PALM HARBOR — It took William Geer six and nine months to assemble each of the scrapbooks that documented his world. Though a single volume required stacks of newspapers and old magazines, rulers, tape and scissors, Mr. Geer required only two tables to hold all of it.
He compiled scrapbooks about whatever inspired him. He produced a 4-inch-thick book about the space program. There are many more about college football teams, including the glory years of Florida, Florida State and the University of Oklahoma. The former Marine also cobbled together a book about Gen. Douglas MacArthur, Iwo Jima and the turning point of World War II.
He made copies for family members and others, such as Steve Spurrier in 1997 after the Gators' championship season.
"Everyone comments on the thoroughness and the organization you put into it," Spurrier promptly replied in a note Mr.

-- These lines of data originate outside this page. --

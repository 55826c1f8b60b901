//! Audit listing and rollup statistics
//!
//! Statistics are computed in two stages: the store counts events per
//! (category, severity) pair, then [`rollup`] regroups those counts by
//! category, keeping the per-severity breakdown next to a category total.

use std::sync::Arc;

use chrono::{DateTime, Duration, Utc};
use serde::Serialize;
use tracing::error;
use uuid::Uuid;

use crate::entry::{AuditEvent, Category, Severity};
use crate::error::Result;
use crate::store::{AuditFilter, AuditStore, SeverityGroup};

pub const DEFAULT_STATS_WINDOW_DAYS: u32 = 30;

#[derive(Debug, Clone, Copy, PartialEq, Eq, Serialize)]
pub struct SeverityCount {
    pub severity: Severity,
    pub count: u64,
}

/// Second aggregation stage: one entry per category.
#[derive(Debug, Clone, PartialEq, Eq, Serialize)]
pub struct CategoryRollup {
    pub category: Category,
    pub severities: Vec<SeverityCount>,
    pub total: u64,
}

/// Regroup (category, severity) counts by category.
///
/// Categories and severities come out in their declaration order. Duplicate
/// input pairs are merged, so every input count lands in exactly one bucket.
pub fn rollup(groups: &[SeverityGroup]) -> Vec<CategoryRollup> {
    let mut rollups: Vec<CategoryRollup> = Vec::new();

    for group in groups {
        let index = match rollups.iter().position(|r| r.category == group.category) {
            Some(index) => index,
            None => {
                rollups.push(CategoryRollup {
                    category: group.category,
                    severities: Vec::new(),
                    total: 0,
                });
                rollups.len() - 1
            }
        };
        let Some(entry) = rollups.get_mut(index) else {
            continue;
        };

        match entry.severities.iter_mut().find(|s| s.severity == group.severity) {
            Some(existing) => existing.count += group.count,
            None => entry.severities.push(SeverityCount {
                severity: group.severity,
                count: group.count,
            }),
        }
        entry.total += group.count;
    }

    for entry in &mut rollups {
        entry.severities.sort_by_key(|s| s.severity);
    }
    rollups.sort_by_key(|r| r.category);
    rollups
}

/// Read side of the audit log.
#[derive(Clone)]
pub struct AuditQueryService {
    store: Arc<dyn AuditStore>,
}

impl AuditQueryService {
    pub fn new(store: Arc<dyn AuditStore>) -> Self {
        Self { store }
    }

    /// List events, surfacing storage failures to the caller.
    pub async fn try_list_events(&self, organization_id: Uuid, filter: &AuditFilter) -> Result<Vec<AuditEvent>> {
        self.store.list(organization_id, filter).await
    }

    /// List events newest first. A storage failure is logged and yields an
    /// empty list.
    pub async fn list_events(&self, organization_id: Uuid, filter: &AuditFilter) -> Vec<AuditEvent> {
        self.try_list_events(organization_id, filter)
            .await
            .unwrap_or_else(|e| {
                error!(target: "audit", error = %e, organization_id = %organization_id, "Audit listing failed");
                Vec::new()
            })
    }

    /// Rollup over `[now - window_days, now]`, surfacing storage failures.
    pub async fn try_stats(&self, organization_id: Uuid, window_days: u32) -> Result<Vec<CategoryRollup>> {
        let (from, to) = stats_window(Utc::now(), window_days);
        let groups = self
            .store
            .count_by_category_severity(organization_id, from, to)
            .await?;
        Ok(rollup(&groups))
    }

    /// Rollup statistics. A storage failure is logged and yields no categories.
    pub async fn stats(&self, organization_id: Uuid, window_days: u32) -> Vec<CategoryRollup> {
        self.try_stats(organization_id, window_days)
            .await
            .unwrap_or_else(|e| {
                error!(target: "audit", error = %e, organization_id = %organization_id, "Audit stats failed");
                Vec::new()
            })
    }
}

fn stats_window(now: DateTime<Utc>, window_days: u32) -> (DateTime<Utc>, DateTime<Utc>) {
    (days_before(now, window_days), now)
}

/// `now` minus `days`, saturating at the Unix epoch. Events are timestamped
/// at write time so nothing older can exist.
pub(crate) fn days_before(now: DateTime<Utc>, days: u32) -> DateTime<Utc> {
    Duration::try_days(i64::from(days))
        .and_then(|window| now.checked_sub_signed(window))
        .map_or(DateTime::<Utc>::UNIX_EPOCH, |from| from.max(DateTime::<Utc>::UNIX_EPOCH))
}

Geer saved.
A book about Army's football heyday in the 1940s and 1950s currently resides in the College Football Hall of Fame.
Mr. Geer — also known as "Mr. Scrapbook" — who produced about 50 volumes chronicling sports, the military and his own family, died April 20 of Parkinson's disease. He was 72.

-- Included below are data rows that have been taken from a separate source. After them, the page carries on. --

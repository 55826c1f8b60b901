//! Actor context extraction
//!
//! Identity is resolved upstream; the authenticator forwards the caller as
//! trusted headers and this module only parses them. A request without a
//! complete, well-formed actor is rejected with 401.

use std::str::FromStr;

use approval_engine::Role;
use audit_engine::AuditScope;
use axum::async_trait;
use axum::extract::FromRequestParts;
use axum::http::{request::Parts, HeaderMap};
use serde::{Deserialize, Serialize};
use uuid::Uuid;

use crate::error::ApiError;

pub const ACTOR_ID_HEADER: &str = "x-actor-id";
pub const ORGANIZATION_ID_HEADER: &str = "x-organization-id";
pub const ACTOR_ROLE_HEADER: &str = "x-actor-role";

/// The authenticated caller of a request
#[derive(Debug, Clone, PartialEq, Eq, Serialize, Deserialize)]
pub struct AuthContext {
    pub actor_id: Uuid,
    pub organization_id: Uuid,
    pub role: Role,
}

impl AuthContext {
    pub fn new(actor_id: Uuid, organization_id: Uuid, role: Role) -> Self {
        Self {
            actor_id,
            organization_id,
            role,
        }
    }

    pub fn is_privileged(&self) -> bool {
        self.role.is_privileged()
    }

    /// Audit scope attributing events to this actor
    pub fn scope(&self) -> AuditScope {
        AuditScope::actor(self.organization_id, self.actor_id)
    }

    /// Reject callers below the two privileged tiers
    ///
    /// # Errors
    ///
    /// Returns [`ApiError::Authorization`] for non-privileged roles.
    pub fn require_privileged(&self) -> Result<(), ApiError> {
        if self.is_privileged() {
            Ok(())
        } else {
            Err(ApiError::authorization(format!(
                "Role '{}' may not access this resource",
                self.role
            )))
        }
    }

    /// Parse the actor headers.
    ///
    /// # Errors
    ///
    /// Returns [`ApiError::Authentication`] if a header is missing or malformed.
    pub fn from_headers(headers: &HeaderMap) -> Result<Self, ApiError> {
        Ok(Self {
            actor_id: parse_header(headers, ACTOR_ID_HEADER)?,
            organization_id: parse_header(headers, ORGANIZATION_ID_HEADER)?,
            role: parse_header(headers, ACTOR_ROLE_HEADER)?,
        })
    }
}

fn parse_header<T: FromStr>(headers: &HeaderMap, name: &str) -> Result<T, ApiError> {
    let raw = headers
        .get(name)
        .and_then(|h| h.to_str().ok())
        .map(str::trim)
        .filter(|v| !v.is_empty())
        .ok_or_else(|| ApiError::authentication(format!("Missing {} header", name)))?;

    raw.parse()
        .map_err(|_| ApiError::authentication(format!("Invalid {} header", name)))
}

#[async_trait]
impl<S> FromRequestParts<S> for AuthContext
where
    S: Send + Sync,
{
    type Rejection = ApiError;

    async fn from_request_parts(parts: &mut Parts, _state: &S) -> Result<Self, Self::Rejection> {
        // The approval gate may already have parsed the actor
        if let Some(ctx) = parts.extensions.get::<AuthContext>() {
            return Ok(ctx.clone());
        }
        Self::from_headers(&parts.headers)
    }
}
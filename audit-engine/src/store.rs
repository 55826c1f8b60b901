use async_trait::async_trait;
use chrono::{DateTime, Utc};
use parking_lot::RwLock;
use serde::Serialize;
use uuid::Uuid;

use crate::entry::{AuditEvent, Category, Severity};
use crate::error::Result;

pub mod postgres;

pub use postgres::PgAuditStore;

pub const DEFAULT_LIST_LIMIT: u32 = 100;

/// Filters for listing an organization's audit events.
///
/// `None` values act as wildcards. Time bounds are inclusive.
#[derive(Debug, Clone, PartialEq)]
pub struct AuditFilter {
    pub actor_id: Option<Uuid>,
    pub category: Option<Category>,
    pub severity: Option<Severity>,
    pub resource_type: Option<String>,
    pub resource_id: Option<String>,
    pub start: Option<DateTime<Utc>>,
    pub end: Option<DateTime<Utc>>,
    pub limit: u32,
    pub skip: u32,
}

impl Default for AuditFilter {
    fn default() -> Self {
        Self {
            actor_id: None,
            category: None,
            severity: None,
            resource_type: None,
            resource_id: None,
            start: None,
            end: None,
            limit: DEFAULT_LIST_LIMIT,
            skip: 0,
        }
    }
}

impl AuditFilter {
    pub fn matches(&self, event: &AuditEvent) -> bool {
        self.actor_id.map_or(true, |id| event.actor_id == Some(id))
            && self.category.map_or(true, |c| event.category == c)
            && self.severity.map_or(true, |s| event.severity == s)
            && self
                .resource_type
                .as_ref()
                .map_or(true, |t| &event.resource_type == t)
            && self
                .resource_id
                .as_ref()
                .map_or(true, |id| event.resource_id.as_ref() == Some(id))
            && self.start.map_or(true, |start| event.timestamp >= start)
            && self.end.map_or(true, |end| event.timestamp <= end)
    }
}

/// First aggregation stage: event count for one (category, severity) pair.
#[derive(Debug, Clone, Copy, PartialEq, Eq, Serialize)]
pub struct SeverityGroup {
    pub category: Category,
    pub severity: Severity,
    pub count: u64,
}

/// Persistence contract for audit events.
///
/// Events are append-only: there is no update operation, and deletion only
/// happens through [`AuditStore::purge_older_than`].
#[cfg_attr(test, mockall::automock)]
#[async_trait]
pub trait AuditStore: Send + Sync {
    /// Persist a single event
    async fn insert(&self, event: &AuditEvent) -> Result<()>;

    /// List events for an organization, newest first
    async fn list(&self, organization_id: Uuid, filter: &AuditFilter) -> Result<Vec<AuditEvent>>;

    /// Count events per (category, severity) with a timestamp in `[from, to]`
    async fn count_by_category_severity(
        &self,
        organization_id: Uuid,
        from: DateTime<Utc>,
        to: DateTime<Utc>,
    ) -> Result<Vec<SeverityGroup>>;

    /// Delete events older than `cutoff` whose severity is in `severities`.
    /// Returns the number of rows removed.
    async fn purge_older_than(&self, cutoff: DateTime<Utc>, severities: &[Severity]) -> Result<u64>;
}

/// In-memory audit store for testing and development
#[derive(Default)]
pub struct InMemoryAuditStore {
    events: RwLock<Vec<AuditEvent>>,
}

impl InMemoryAuditStore {
    pub fn new() -> Self {
        Self::default()
    }

    pub fn len(&self) -> usize {
        self.events.read().len()
    }

    pub fn is_empty(&self) -> bool {
        self.events.read().is_empty()
    }

    /// Copy of every stored event, in insertion order
    pub fn snapshot(&self) -> Vec<AuditEvent> {
        self.events.read().clone()
    }
}

#[async_trait]
impl AuditStore for InMemoryAuditStore {
    async fn insert(&self, event: &AuditEvent) -> Result<()> {
        self.events.write().push(event.clone());
        Ok(())
    }

    async fn list(&self, organization_id: Uuid, filter: &AuditFilter) -> Result<Vec<AuditEvent>> {
        let mut matched: Vec<AuditEvent> = self
            .events
            .read()
            .iter()
            .filter(|event| event.organization_id == organization_id && filter.matches(event))
            .cloned()
            .collect();

        matched.sort_by(|a, b| b.timestamp.cmp(&a.timestamp));

        Ok(matched
            .into_iter()
            .skip(filter.skip as usize)
            .take(filter.limit as usize)
            .collect())
    }

    async fn count_by_category_severity(
        &self,
        organization_id: Uuid,
        from: DateTime<Utc>,
        to: DateTime<Utc>,
    ) -> Result<Vec<SeverityGroup>> {
        let mut groups: Vec<SeverityGroup> = Vec::new();
        let events = self.events.read();

        for event in events.iter().filter(|event| {
            event.organization_id == organization_id && event.timestamp >= from && event.timestamp <= to
        }) {
            match groups
                .iter_mut()
                .find(|g| g.category == event.category && g.severity == event.severity)
            {
                Some(group) => group.count += 1,
                None => groups.push(SeverityGroup {
                    category: event.category,
                    severity: event.severity,
                    count: 1,
                }),
            }
        }

        Ok(groups)
    }

    async fn purge_older_than(&self, cutoff: DateTime<Utc>, severities: &[Severity]) -> Result<u64> {
        let mut events = self.events.write();
        let before = events.len();
        events.retain(|event| !(event.timestamp < cutoff && severities.contains(&event.severity)));
        Ok((before - events.len()) as u64)
    }
}

#[cfg(test)]
mod tests {
    use super::*;
    use crate::entry::{AuditScope, NewAuditEvent};
    use chrono::Duration;
    use serde_json::json;

    fn event(org: Uuid, category: Category, severity: Severity, age_days: i64) -> AuditEvent {
        NewAuditEvent::new(AuditScope::system(org), category, "update_property", "property", "Property update")
            .with_severity(severity)
            .into_event(Utc::now() - Duration::days(age_days))
    }

    #[tokio::test]
    async fn test_list_is_scoped_to_organization_and_sorted_desc() {
        let store = InMemoryAuditStore::new();
        let org = Uuid::new_v4();
        let other_org = Uuid::new_v4();

        store.insert(&event(org, Category::Property, Severity::Low, 3)).await.unwrap();
        store.insert(&event(org, Category::Property, Severity::Low, 1)).await.unwrap();
        store.insert(&event(other_org, Category::Property, Severity::Low, 0)).await.unwrap();
        store.insert(&event(org, Category::Property, Severity::Low, 2)).await.unwrap();

        let listed = store.list(org, &AuditFilter::default()).await.unwrap();
        assert_eq!(listed.len(), 3);
        assert!(listed.iter().all(|e| e.organization_id == org));
        assert!(listed.windows(2).all(|pair| pair[0].timestamp >= pair[1].timestamp));
    }

    #[tokio::test]
    async fn test_list_applies_skip_and_limit_after_sorting() {
        let store = InMemoryAuditStore::new();
        let org = Uuid::new_v4();
        for age in 0..5 {
            store.insert(&event(org, Category::Tenant, Severity::Medium, age)).await.unwrap();
        }

        let filter = AuditFilter {
            limit: 2,
            skip: 1,
            ..AuditFilter::default()
        };
        let all = store.list(org, &AuditFilter::default()).await.unwrap();
        let page = store.list(org, &filter).await.unwrap();

        assert_eq!(page.len(), 2);
        assert_eq!(page[0].id, all[1].id);
        assert_eq!(page[1].id, all[2].id);
    }

    #[tokio::test]
    async fn test_filter_by_time_range_and_resource() {
        let store = InMemoryAuditStore::new();
        let org = Uuid::new_v4();
        let mut recent = event(org, Category::Payment, Severity::Medium, 1);
        recent.resource_id = Some("pay-1".to_string());
        store.insert(&recent).await.unwrap();
        store.insert(&event(org, Category::Payment, Severity::Medium, 10)).await.unwrap();

        let filter = AuditFilter {
            start: Some(Utc::now() - Duration::days(5)),
            end: Some(Utc::now()),
            resource_id: Some("pay-1".to_string()),
            ..AuditFilter::default()
        };
        let listed = store.list(org, &filter).await.unwrap();
        assert_eq!(listed, vec![recent]);
    }

    #[tokio::test]
    async fn test_metadata_round_trips_unchanged() {
        let store = InMemoryAuditStore::new();
        let org = Uuid::new_v4();
        let metadata = json!({
            "nested": {"list": [1, 2.5, "three", null, true], "empty": {}},
            "unicode": "café ☕",
            "big": 9_007_199_254_740_991_i64
        });
        let recorded = NewAuditEvent::new(AuditScope::system(org), Category::System, "import", "system", "Import")
            .with_metadata(metadata.clone())
            .into_event(Utc::now());
        store.insert(&recorded).await.unwrap();

        let listed = store.list(org, &AuditFilter::default()).await.unwrap();
        assert_eq!(listed[0].metadata, metadata);
        assert_eq!(
            serde_json::to_vec(&listed[0].metadata).unwrap(),
            serde_json::to_vec(&metadata).unwrap()
        );
    }

    #[tokio::test]
    async fn test_purge_only_touches_requested_severities() {
        let store = InMemoryAuditStore::new();
        let org = Uuid::new_v4();
        for severity in Severity::ALL {
            store.insert(&event(org, Category::Security, severity, 200)).await.unwrap();
        }

        let removed = store
            .purge_older_than(Utc::now() - Duration::days(90), &Severity::PURGEABLE)
            .await
            .unwrap();

        assert_eq!(removed, 2);
        let remaining: Vec<Severity> = store.snapshot().into_iter().map(|e| e.severity).collect();
        assert_eq!(remaining, vec![Severity::High, Severity::Critical]);
    }
}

He made his first scrapbook in the late 1970s, a nine-volume college football set. He visited bookstores and antique shops looking for 50-year-old newspapers and magazines, and paid thousands of dollars for artifacts. Once, he bought a man's entire collection of the New York Daily News.
"He probably didn't need 98 percent of the stuff he purchased," said his son, Matthew Geer, 42.
He paid a secretary at Honeywell, where he worked as a programs and purchasing manager, to moonlight retyping many stories. He resized stories so they would fit within his meticulous margins, and used a Largo print shop so often employees regarded him as one of their own.
"He used to come in here all the time," said Jason Conrad of Color Pages Printing. "He would actually come in and work on the printers himself."
He refused to sell his work, and rejected offers to build scrapbooks for others.
"I'm not sure he ever did one that he was asked to do," said his brother, Bruce Geer, 63. But he gave away his work freely. He created one about the Buccaneers — When the Bucs Were Bad — and sent a copy to former general manager Rich McKay, who replied with thanks.
"I asked him on a number of occasions why he did it," brother Curtis Geer said, "and his stock answer was, 'This is what I do.' "
Mr. Geer was born in Johnstown, Pa., and moved to Clearwater with his family in 1954. He was a member of a Clearwater High basketball team that reached the state finals (he made a scrapbook about that, too). He spent 52 months with the Marines and left as a sergeant. He got a master's degree on the GI bill and landed at Honeywell in 1975.
His mother's death in September 1994 prompted Mr. Geer to embark on a new mission: a scrapbook documenting his family, starting with its known origins in the 1600s. He covered events large and small, from marriages to divorces (including his own after 25 years) to Little League games to surgeries, adding his own commentary. Family members consider it his masterwork.
"Any major event in the Geer history is included in there, both our triumphs and our tragedies," his son said. "This is life. People are going to get sick and die."
In 1978, Mr. Geer's 5-year-old son, Michael, died in an accident at a friend's house. He documented the event. Mr. Geer distributed updated copies of the book to family members each Christmas Eve.
Complications from Parkinson's disease hampered Mr. Geer's ability to produce the books in recent years. In one of the family updates, he included a photo of himself dancing and wrote a self-mocking caption: "Doin' the Parkinson's Shuffle."
In October 2009 he produced his last scrapbook, a relatively thin volume on the military career of a friend's husband.
"There were many more projects in his mind that his body couldn't get to," his son said.
Mr. Geer died at home April 20. He had designed his own headstone, a memorial bench at Curlew Hills Memory Gardens. In chiseled granite, it reads, "Mr. Scrapbook, William Campbell Geer."